• [Study material]:

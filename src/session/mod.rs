//! Wallet session
//!
//! Owns the connection to the injected wallet and keeps account, network and
//! balance in sync with it.
//!
//! # Lifecycle
//!
//! - `initialize()` on start-up picks up an already injected wallet
//! - `connect()` asks for account access
//! - `disconnect()` forgets everything (wallet permissions are untouched)
//! - `teardown()` (or drop) releases event subscriptions
//!
//! Event subscriptions live inside [`ProviderHandle`]; replacing or dropping
//! the handle is what unsubscribes, so listeners cannot leak across reconnects.
//!
//! All mutating operations take `&mut self`. Notifications are pulled with
//! [`WalletSession::next_notification`] and fed back through
//! [`WalletSession::dispatch`], so they never interleave with an operation.

mod state;

pub use state::{NetworkUpdate, Notification, SessionState, Snapshot};

use crate::activity::{ActivityEntry, ActivityLog};
use crate::config::{Config, ConfirmationConfig};
use crate::network::{Network, Networks};
use crate::notice::{Notice, Notifier};
use crate::provider::{WalletEnvironment, WalletEvent, WalletProvider};
use crate::units::{format_ether, parse_ether};
use crate::{Error, Result};
use alloy::primitives::{Address, TxHash, U256};
use alloy::rpc::types::TransactionRequest;
use std::sync::Arc;
use tokio::sync::broadcast::{self, error::RecvError};
use tracing::{debug, error, info, warn};
use uuid::Uuid;

/// A provider together with its live event subscriptions
struct ProviderHandle {
    provider: WalletProvider,
    network_rx: broadcast::Receiver<Network>,
    wallet_rx: broadcast::Receiver<WalletEvent>,
}

impl ProviderHandle {
    /// Subscribe to both channels of `provider`
    fn attach(provider: WalletProvider) -> Self {
        let network_rx = provider.subscribe_network();
        let wallet_rx = provider.subscribe_wallet();
        Self {
            provider,
            network_rx,
            wallet_rx,
        }
    }
}

/// Stateful connection to a wallet provider
pub struct WalletSession<E: WalletEnvironment> {
    id: Uuid,
    env: E,
    networks: Networks,
    transfer_value: U256,
    confirmation: ConfirmationConfig,
    notifier: Arc<dyn Notifier>,
    activity: Option<ActivityLog>,
    handle: Option<ProviderHandle>,
    state: SessionState,
}
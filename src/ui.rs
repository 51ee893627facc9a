//! Terminal presentation layer
//!
//! Renders the session state and turns typed commands into [`Action`]s.
//! Mirrors the single-button web front-end: a connect/status line, network
//! and balance once connected, and the switch / send / disconnect buttons.

use crate::network::Networks;
use crate::notice::{Notice, Notifier};
use crate::provider::WalletEnvironment;
use crate::session::{SessionState, WalletSession};
use crate::{Error, Result};
use std::fmt::Write;

/// A user action
#[derive(Debug, Clone, Copy, PartialEq, Eq)]
pub enum Action {
    Connect,
    Disconnect,
    Switch(u64),
    Send,
    Status,
    Help,
    Quit,
}

/// Parse one line of input
///
/// Accepts `connect`, `disconnect`, `switch <network>` (or just the network
/// name), `send`, `status`, `help` and `quit`.
pub fn parse_action(input: &str, networks: &Networks) -> Result<Action> {
    let mut words = input.split_whitespace();
    let Some(command) = words.next() else {
        return Ok(Action::Status);
    };

    let action = match command.to_lowercase().as_str() {
        "connect" | "c" => Action::Connect,
        "disconnect" | "d" => Action::Disconnect,
        "send" | "s" => Action::Send,
        "status" => Action::Status,
        "help" | "?" => Action::Help,
        "quit" | "exit" | "q" => Action::Quit,
        "switch" => {
            let target = words.next().ok_or_else(|| {
                Error::InvalidArgument("Usage: switch <network>".to_string())
            })?;
            Action::Switch(resolve_target(target, networks)?)
        }
        other => match networks.chain_id(other) {
            Some(chain_id) => Action::Switch(chain_id),
            None => {
                return Err(Error::InvalidArgument(format!(
                    "Unknown command '{}'. Type 'help' for the list.",
                    other
                )))
            }
        },
    };

    Ok(action)
}

fn resolve_target(target: &str, networks: &Networks) -> Result<u64> {
    networks
        .chain_id(target)
        .or_else(|| target.parse().ok())
        .ok_or_else(|| Error::InvalidArgument(format!("Unknown network '{}'", target)))
}

/// Run a session action and hand back its outcome
///
/// `Help` and `Quit` belong to the input loop and do nothing here.
pub async fn perform<E: WalletEnvironment>(
    session: &mut WalletSession<E>,
    action: Action,
) -> Result<()> {
    match action {
        Action::Connect => session.connect().await,
        Action::Disconnect => {
            session.disconnect();
            Ok(())
        }
        Action::Switch(chain_id) => session.switch_network(chain_id).await,
        Action::Send => session.send_transfer().await.map(|_| ()),
        Action::Status | Action::Help | Action::Quit => Ok(()),
    }
}

/// Render the session the way the web page lays it out
pub fn render(state: &SessionState, networks: &Networks, transfer_value: &str) -> String {
    let mut out = String::new();

    let Some(snapshot) = state.snapshot() else {
        let _ = writeln!(out, "[ Connect to wallet ]");
        return out;
    };

    let _ = writeln!(out, "[ Connected: {} ]", snapshot.account);
    let _ = writeln!(out, "Network: {}", snapshot.network.name);
    let _ = writeln!(out, "Balance: {} ETH", snapshot.balance);

    let mut buttons: Vec<String> = networks
        .watched_networks()
        .iter()
        .map(|n| format!("switch {}", n.name))
        .collect();
    buttons.push(format!("send ({} ETH)", transfer_value));
    buttons.push("disconnect".to_string());
    let _ = writeln!(out, "Actions: {}", buttons.join(" | "));

    out
}

/// Help text listing every command
pub fn help(networks: &Networks) -> String {
    let names: Vec<&str> = networks.known.iter().map(|n| n.name.as_str()).collect();
    format!(
        "Commands:\n  connect | disconnect | send | status | quit\n  switch <{}>",
        names.join("|")
    )
}

/// Notifier that prints notices to stdout, the terminal's blocking alert
#[derive(Debug, Default, Clone, Copy)]
pub struct ConsoleNotifier;

impl Notifier for ConsoleNotifier {
    fn notify(&self, notice: &Notice) {
        println!("!! {}", notice);
    }
}
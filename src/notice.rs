//! User-visible notices
//!
//! The blocking alerts of the front-end. Everything else goes to the log.

use alloy::primitives::TxHash;
use std::fmt;

/// A message that must reach the user, not just the log
#[derive(Debug, Clone, PartialEq, Eq)]
pub enum Notice {
    /// Connect was attempted with no wallet installed
    WalletNotInstalled,
    /// Self-transfer was mined
    TransferConfirmed { hash: TxHash },
    /// Self-transfer was rejected, reverted or timed out
    TransferFailed { reason: String },
}

impl fmt::Display for Notice {
    fn fmt(&self, f: &mut fmt::Formatter<'_>) -> fmt::Result {
        match self {
            Notice::WalletNotInstalled => write!(
                f,
                "Wallet is not installed. Please install it to use this feature."
            ),
            Notice::TransferConfirmed { hash } => write!(f, "Transaction successful: {}", hash),
            Notice::TransferFailed { reason } => write!(f, "Transaction failed: {}", reason),
        }
    }
}

/// Sink for user-visible notices
pub trait Notifier: Send + Sync {
    fn notify(&self, notice: &Notice);
}

/// Notifier that only logs; used when there is no interactive user
#[derive(Debug, Default, Clone, Copy)]
pub struct LogNotifier;

impl Notifier for LogNotifier {
    fn notify(&self, notice: &Notice) {
        match notice {
            Notice::TransferConfirmed { .. } => tracing::info!(%notice, "Notice"),
            _ => tracing::warn!(%notice, "Notice"),
        }
    }
}


#[cfg(test)]
mod tests {
    use super::*;

    #[test]
    fn test_notice_messages() {
        assert!(Notice::WalletNotInstalled.to_string().contains("not installed"));

        let hash = TxHash::repeat_byte(0xab);
        let confirmed = Notice::TransferConfirmed { hash }.to_string();
        assert!(confirmed.starts_with("Transaction successful: 0xabab"));

        let failed = Notice::TransferFailed {
            reason: "reverted".to_string(),
        };
        assert_eq!(failed.to_string(), "Transaction failed: reverted");
    }
}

• [How to complete this task]: Return the lines above, starting at the one that contains "use std::fmt;" and running through the last, exactly as they appear, with no extra lines.

• [Task result]:
use std::fmt;

/// A message that must reach the user, not just the log
#[derive(Debug, Clone, PartialEq, Eq)]
pub enum Notice {
    /// Connect was attempted with no wallet installed
    WalletNotInstalled,
    /// Self-transfer was mined
    TransferConfirmed { hash: TxHash },
    /// Self-transfer was rejected, reverted or timed out
    TransferFailed { reason: String },
}

impl fmt::Display for Notice {
    fn fmt(&self, f: &mut fmt::Formatter<'_>) -> fmt::Result {
        match self {
            Notice::WalletNotInstalled => write!(
                f,
                "Wallet is not installed. Please install it to use this feature."
            ),
            Notice::TransferConfirmed { hash } => write!(f, "Transaction successful: {}", hash),
            Notice::TransferFailed { reason } => write!(f, "Transaction failed: {}", reason),
        }
    }
}

/// Sink for user-visible notices
pub trait Notifier: Send + Sync {
    fn notify(&self, notice: &Notice);
}

/// Notifier that only logs; used when there is no interactive user
#[derive(Debug, Default, Clone, Copy)]
pub struct LogNotifier;

impl Notifier for LogNotifier {
    fn notify(&self, notice: &Notice) {
        match notice {
            Notice::TransferConfirmed { .. } => tracing::info!(%notice, "Notice"),
            _ => tracing::warn!(%notice, "Notice"),
        }
    }
}


#[cfg(test)]
mod tests {
    use super::*;

    #[test]
    fn test_notice_messages() {
        assert!(Notice::WalletNotInstalled.to_string().contains("not installed"));

        let hash = TxHash::repeat_byte(0xab);
        let confirmed = Notice::TransferConfirmed { hash }.to_string();
        assert!(confirmed.starts_with("Transaction successful: 0xabab"));

        let failed = Notice::TransferFailed {
            reason: "reverted".to_string(),
        };
        assert_eq!(failed.to_string(), "Transaction failed: reverted");
    }
}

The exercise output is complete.